In the months leading up to the 1920 election, Boston women entered their local city buildings and polling locations to register to vote. Mothers waited in line with their toddlers while husbands and fathers assisted their wives and daughters in the process. Traveling with family members, friends, or on their own, each woman showed her earnest desire to obtain her long sought after right to vote.

Page from the Boston Register of Women Voters
A page from Ward 15's Register of Women Voters (Volume 5).

NPS Photo, Boston City Archives

Diving into the City of Boston's Registers of Women Voters provides a glimpse into the women who registered to vote in their first federal election.[1] While most women may have registered on their own, it appears that many registered in pairs or groups.

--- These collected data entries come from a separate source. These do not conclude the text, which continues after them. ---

// SPDX-License-Identifier: MIT OR Apache-2.0
// Copyright (c) 2025 climprep contributors

//! Artifact builder
//!
//! Produces the dataset of one target: open raw groups, preprocess each,
//! add prepared inputs, combine, then run the apply chain. Persisting the
//! result is left to the driver.

use indexmap::IndexMap;
use tracing::debug;

use crate::dataset::{concat, merge, Dataset};
use crate::errors::{PrepError, PrepResult};
use crate::openers::OpenerRegistry;
use crate::recipe::{ChainKind, Combine, RecipeEntry, StepChain, TargetRef};
use crate::transforms::TransformRegistry;

/// Builds target datasets from recipe entries
#[derive(Debug, Clone)]
pub struct ArtifactBuilder {
    transforms: TransformRegistry,
    openers: OpenerRegistry,
}

impl ArtifactBuilder {
    pub fn new(transforms: TransformRegistry, openers: OpenerRegistry) -> Self {
        Self {
            transforms,
            openers,
        }
    }

    pub fn transforms(&self) -> &TransformRegistry {
        &self.transforms
    }

    pub fn openers(&self) -> &OpenerRegistry {
        &self.openers
    }

    /// Build one target
    ///
    /// `prepared` must hold a dataset for every `prepared` reference of the
    /// entry.
    pub async fn build(
        &self,
        collection: &str,
        identifier: &str,
        entry: &RecipeEntry,
        prepared: &IndexMap<TargetRef, Dataset>,
    ) -> PrepResult<Dataset> {
        // Unknown step names fail before any data is opened
        self.check_steps(identifier, entry)?;

        let mut sources = Vec::with_capacity(entry.source_count());

        if !entry.uses.groups.is_empty() {
            let opener = self.openers.get(collection)?;
            for group in &entry.uses.groups {
                debug!(
                    target_id = identifier,
                    group = group.label(),
                    variables = ?group.variables,
                    "Opening input group"
                );
                let ds = opener
                    .open(collection, group.name.as_deref(), &group.variables)
                    .await?;
                let ds = self.run_chain(identifier, ChainKind::Preprocess, &entry.preprocess, ds)?;
                sources.push(ds);
            }
        }

        for reference in &entry.uses.prepared {
            let ds = prepared.get(reference).cloned().ok_or_else(|| {
                PrepError::store_io(
                    format!("{}.{}", reference.collection(collection), reference.identifier()),
                    "dependency was not read before building",
                )
            })?;
            sources.push(ds);
        }

        let combined = if sources.len() == 1 {
            sources.remove(0)
        } else {
            let result = match &entry.combine {
                Combine::Merge => merge(&sources),
                Combine::Concatenate { dim } => concat(&sources, dim),
            };
            result.map_err(|source| PrepError::CombineFailed {
                target: identifier.to_string(),
                mode: entry.combine.to_string(),
                source,
            })?
        };

        self.run_chain(identifier, ChainKind::Apply, &entry.apply, combined)
    }

    fn check_steps(&self, identifier: &str, entry: &RecipeEntry) -> PrepResult<()> {
        for kind in [ChainKind::Preprocess, ChainKind::Apply] {
            for (i, step) in entry.chain(kind).iter().enumerate() {
                if !self.transforms.contains(&step.name) {
                    return Err(PrepError::UnknownTransform {
                        target: identifier.to_string(),
                        step: step.name.clone(),
                        chain: kind,
                        position: i + 1,
                    });
                }
            }
        }
        Ok(())
    }

    /// Run a chain in order; each step's output feeds the next
    fn run_chain(
        &self,
        identifier: &str,
        kind: ChainKind,
        chain: &StepChain,
        mut ds: Dataset,
    ) -> PrepResult<Dataset> {
        for (i, step) in chain.iter().enumerate() {
            let position = i + 1;
            let transform =
                self.transforms
                    .get(&step.name)
                    .ok_or_else(|| PrepError::UnknownTransform {
                        target: identifier.to_string(),
                        step: step.name.clone(),
                        chain: kind,
                        position,
                    })?;

            debug!(target_id = identifier, chain = %kind, position, step = %step.name, "Applying step");
            ds = transform
                .apply(ds, &step.args)
                .map_err(|e| PrepError::TransformFailed {
                    target: identifier.to_string(),
                    step: step.name.clone(),
                    chain: kind,
                    position,
                    cause: format!("{:#}", e),
                })?;
        }
        Ok(ds)
    }
}
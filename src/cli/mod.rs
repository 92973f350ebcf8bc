// SPDX-License-Identifier: MIT OR Apache-2.0
// Copyright (c) 2025 climprep contributors

//! CLI command definitions and handlers
//!
//! Defines the command-line interface for climprep.

pub mod graph;
pub mod prepare;
pub mod store;
pub mod transforms;
pub mod validate;

use clap::{Args, Parser, Subcommand, ValueEnum};
use std::path::{Path, PathBuf};

use crate::errors::PrepResult;
use crate::openers::{JsonDirOpener, OpenerRegistry};
use crate::recipe::Recipe;

/// Derived climate dataset preparation
///
/// Builds the targets of a recipe document in dependency order.
#[derive(Parser, Debug)]
#[clap(
    name = "climprep",
    version,
    about = "Prepare derived climate datasets from recipe documents",
    long_about = None,
    after_help = "Examples:\n\
        climprep prepare JRA55                 Build every target of config/prepare_data/JRA55.yaml\n\
        climprep prepare JRA55 -t annual.t     Build one target and its dependencies\n\
        climprep validate JRA55                Check a recipe without building\n\
        climprep graph JRA55 --format mermaid  Show the dependency graph\n\n\
        See 'climprep <command> --help' for more information on a specific command."
)]
pub struct Cli {
    #[clap(subcommand)]
    pub command: Commands,

    /// Enable verbose output
    #[clap(short, long, global = true)]
    pub verbose: bool,

    /// Change to directory before executing
    #[clap(short = 'C', long, global = true, value_name = "DIR")]
    pub directory: Option<PathBuf>,
}

#[derive(Subcommand, Debug)]
pub enum Commands {
    /// Build the targets of a recipe
    Prepare(PrepareArgs),

    /// Validate a recipe without building
    Validate {
        #[clap(flatten)]
        recipe: RecipeArgs,
    },

    /// Show the dependency graph of a recipe
    Graph {
        #[clap(flatten)]
        recipe: RecipeArgs,

        /// Output format
        #[clap(short, long, value_enum, default_value_t = GraphFormat::Text)]
        format: GraphFormat,
    },

    /// Inspect the artifact store
    Store {
        #[clap(subcommand)]
        action: StoreAction,

        /// Directory holding prepared artifacts
        #[clap(long, env = "CLIMPREP_SAVE_DIR", default_value = "data/processed")]
        save_dir: PathBuf,
    },

    /// List registered transforms
    Transforms,
}

/// Extensions a recipe document may carry, in lookup order
const RECIPE_EXTENSIONS: [&str; 3] = ["yaml", "yml", "toml"];

/// Recipe lookup
#[derive(Args, Debug, Clone)]
pub struct RecipeArgs {
    /// Recipe name (looked up in --config-dir) or path
    pub config: String,

    /// Directory holding recipe documents
    #[clap(long, env = "CLIMPREP_CONFIG_DIR", default_value = "config/prepare_data")]
    pub config_dir: PathBuf,
}

impl RecipeArgs {
    /// An existing path wins; otherwise the name is looked up in the config
    /// directory, trying `.yaml`, `.yml` and `.toml` when it has no extension.
    pub fn resolve_path(&self) -> PathBuf {
        let direct = Path::new(&self.config);
        if direct.is_file() {
            return direct.to_path_buf();
        }

        // Dotted names such as `CAFE.f6` are not extensions
        let joined = self.config_dir.join(&self.config);
        let has_extension = joined
            .extension()
            .and_then(|e| e.to_str())
            .is_some_and(|e| RECIPE_EXTENSIONS.contains(&e));
        if has_extension {
            return joined;
        }

        RECIPE_EXTENSIONS
            .iter()
            .map(|ext| self.config_dir.join(format!("{}.{}", self.config, ext)))
            .find(|p| p.is_file())
            .unwrap_or_else(|| self.config_dir.join(format!("{}.yaml", self.config)))
    }

    pub fn load(&self) -> PrepResult<Recipe> {
        Recipe::from_file(&self.resolve_path())
    }
}

#[derive(Args, Debug, Clone)]
pub struct PrepareArgs {
    #[clap(flatten)]
    pub recipe: RecipeArgs,

    /// Directory prepared artifacts are written to
    #[clap(long, env = "CLIMPREP_SAVE_DIR", default_value = "data/processed")]
    pub save_dir: PathBuf,

    /// Directory raw inputs are opened from
    #[clap(long, env = "CLIMPREP_RAW_DIR", default_value = "data/raw")]
    pub raw_dir: PathBuf,

    /// Build only these targets (and their dependencies)
    #[clap(short = 't', long = "target", value_name = "ID")]
    pub targets: Vec<String>,

    /// Show what would be built without building
    #[clap(long)]
    pub dry_run: bool,
}

/// Store inspection actions
#[derive(Subcommand, Debug, Clone)]
pub enum StoreAction {
    /// Show store statistics
    Stats,

    /// List stored artifacts
    List,
}

/// Graph output format
#[derive(Debug, Clone, Copy, PartialEq, Eq, ValueEnum)]
pub enum GraphFormat {
    Text,
    Dot,
    Mermaid,
}

/// Openers used by the command line: JSON files under the raw directory
pub fn default_openers(raw_dir: &Path) -> OpenerRegistry {
    OpenerRegistry::new().with_fallback(JsonDirOpener::new(raw_dir))
}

Numerous women registered with family members—mothers and daughters, sisters, or other family relations with whom they lived. For example, twin sisters and clerks Ethel and Edith Townsend registered together on October 6, 1920.[2] Other women registered alongside neighbors, friends, fellow boarders, or coworkers. Elizabeth Coffey and Margaret St. Lawrence, box makers at the same shop, registered together in Ward 13, while a group of nurses and students at the New England Deaconess Hospital, living at the Nurses' Home, registered in Ward 14.[3] While ties may not always be clear in the records, these examples demonstrate that many women joined together in taking on this new responsibility.

Reinforced by these registries, women of all classes, races, religions, and nationalities took advantage of their new political right. Students, teachers, dressmakers, domestic workers, saleswomen, musicians, attorneys, housewives, Navy Yard workers, and more all signed the registries. While many women had been born and raised in local Boston neighborhoods, other new voters came from nearby New Hampshire and Vermont or migrated from across the United States, including Virginia, Kentucky, the Carolinas, and Illinois. Some of these women may have migrated during the Great Migration, when Black Southerners traveled north to escape racial violence and seek economic opportunities. Officials noticed the eagerness of Black women who, "seem[ed] to appreciate the ballot more than their white sisters." Women who had immigrated to the United States obtained citizenship and the right to vote through their husbands’ naturalization. These women emigrated from countries such as Ireland, Italy, Russia, Canada, the British West Indies, and beyond. Newspaper accounts recognized "Swedes, Lithuanians, Norwegians, and many other women of foreign birth [who] clamored for the new privilege granted by the United States to its women."[4]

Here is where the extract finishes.